UCSF

Traumatic brain injury (TBI) affects 69 million people worldwide each year and is associated with many adverse health outcomes. But we still don’t fully understand which cells or circuits in the brain are chronically disrupted by TBI, or how to prevent or treat these outcomes. TBI-related health outcomes likely reflect secondary injuries that arise over the long term as consequences of the initial impact. In Chapters 2 and 3, we investigate the secondary injury processes that develop in the corticothalamic circuit, using a mouse model of mild injury that only directly injures the cortex.

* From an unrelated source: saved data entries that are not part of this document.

//! Capability traits for estimators
//!
//! Every model implements [`Estimator`] (hyperparameters, cloning, nesting).
//! What it can *do* is queried through the `as_*` accessors: a model that is
//! not a [`Classifier`] cannot be run on a classification task, whatever else
//! it supports.

use super::params::{ParamMap, ParamValue};
use crate::error::{FoldwiseError, FoldwiseResult};
use crate::estimators::math::argmax;
use crate::search::SearchTrace;
use ndarray::{Array2, ArrayView2};
use std::fmt;

/// Whether a classifier configuration can produce class probabilities
#[derive(Debug, Clone, PartialEq, Eq)]
pub enum ProbabilitySupport {
    Supported,
    /// Unsupported, with the reason shown to the caller
    Unsupported(String),
}

impl ProbabilitySupport {
    pub fn is_supported(&self) -> bool {
        matches!(self, Self::Supported)
    }

    /// Convert into a capability error for `estimator`
    pub fn require(self, estimator: &str) -> FoldwiseResult<()> {
        match self {
            Self::Supported => Ok(()),
            Self::Unsupported(reason) => Err(FoldwiseError::capability(estimator, reason)),
        }
    }
}

/// Base trait for all models
pub trait Estimator: Send + Sync + fmt::Debug {
    /// Stable kind identifier, used to look up the flow serializer
    fn kind(&self) -> &'static str;

    /// Current hyperparameters
    fn params(&self) -> ParamMap;

    /// Set one hyperparameter; nested components use `step__param`
    fn set_param(&mut self, name: &str, value: ParamValue) -> FoldwiseResult<()>;

    /// Check hyperparameter values without fitting
    fn validate(&self) -> FoldwiseResult<()> {
        Ok(())
    }

    /// Named sub-estimators (pipeline steps, search base estimator)
    fn components(&self) -> Vec<(String, &dyn Estimator)> {
        Vec::new()
    }

    /// Unfitted copy with the same hyperparameters
    fn clone_box(&self) -> Box<dyn Estimator>;

    fn as_classifier(&self) -> Option<&dyn Classifier> {
        None
    }

    fn as_classifier_mut(&mut self) -> Option<&mut dyn Classifier> {
        None
    }

    fn as_regressor(&self) -> Option<&dyn Regressor> {
        None
    }

    fn as_regressor_mut(&mut self) -> Option<&mut dyn Regressor> {
        None
    }

    fn as_transformer(&self) -> Option<&dyn Transformer> {
        None
    }

    fn as_transformer_mut(&mut self) -> Option<&mut dyn Transformer> {
        None
    }

    /// Apply several hyperparameters in name order
    fn set_params(&mut self, params: &ParamMap) -> FoldwiseResult<()> {
        for (name, value) in params {
            self.set_param(name, value.clone())?;
        }
        Ok(())
    }
}

impl Clone for Box<dyn Estimator> {
    fn clone(&self) -> Self {
        self.clone_box()
    }
}

/// A model that predicts class indices
pub trait Classifier: Estimator {
    /// Fit on rows `x` with class indices `y`
    fn fit(&mut self, x: ArrayView2<'_, f64>, y: &[usize]) -> FoldwiseResult<()>;

    /// Class indices seen during fit, in `predict_proba` column order
    fn classes(&self) -> &[usize];

    /// One probability row per input row, columns ordered as `classes()`
    fn predict_proba(&self, x: ArrayView2<'_, f64>) -> FoldwiseResult<Array2<f64>>;

    /// Probability support of the current configuration
    fn probability_support(&self) -> ProbabilitySupport {
        ProbabilitySupport::Supported
    }

    /// Most probable class per row; the first class wins ties
    fn predict(&self, x: ArrayView2<'_, f64>) -> FoldwiseResult<Vec<usize>> {
        let proba = self.predict_proba(x)?;
        let classes = self.classes();
        Ok(proba
            .rows()
            .into_iter()
            .map(|row| classes[argmax(row.iter().copied())])
            .collect())
    }

    /// Search history, for hyperparameter-search wrappers after fit
    fn search_trace(&self) -> Option<&SearchTrace> {
        None
    }
}

/// A model that predicts real values
pub trait Regressor: Estimator {
    fn fit(&mut self, x: ArrayView2<'_, f64>, y: &[f64]) -> FoldwiseResult<()>;

    fn predict(&self, x: ArrayView2<'_, f64>) -> FoldwiseResult<Vec<f64>>;
}

/// A preprocessing step
pub trait Transformer: Estimator {
    fn fit(&mut self, x: ArrayView2<'_, f64>) -> FoldwiseResult<()>;

    fn transform(&self, x: ArrayView2<'_, f64>) -> FoldwiseResult<Array2<f64>>;
}

/// Error for predicting with an unfitted model
pub(crate) fn not_fitted(estimator: &str) -> FoldwiseError {
    FoldwiseError::estimator(estimator, "This estimator is not fitted yet; call fit first")
}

In Chapter 2, we identify which intrinsic, synaptic, and bulk cortical properties in the peri-injured cortex and the functionally connected thalamus are chronically altered by TBI, using electrophysiological recordings approaches. We also explore the role of the C1q complement pathway in TBI, and we find that blocking C1q reduces inflammation and neuronal loss in the corticothalamic circuit. In Chapter 3, we test the chronic effects of a novel small molecule therapeutic that reprograms astrocyte transcriptional states on outcomes such as inflammation and seizure susceptibility after TBI. In Chapter 4, we explore the fundamental properties of working memory, a cognitive function that involves the prefrontal cortex. Working memory is one of many cognitive functions known to be disrupted in TBI but before we study this function in the context of disease, we first dive into the basic intrinsic properties of neurons that underlie working memory. Studying the cellular and circuit mechanisms of both basic cognitive functions such as working memory and chronic disease processes such as TBI will help to identify new targets and therapeutic treatments for TBI-related health outcomes.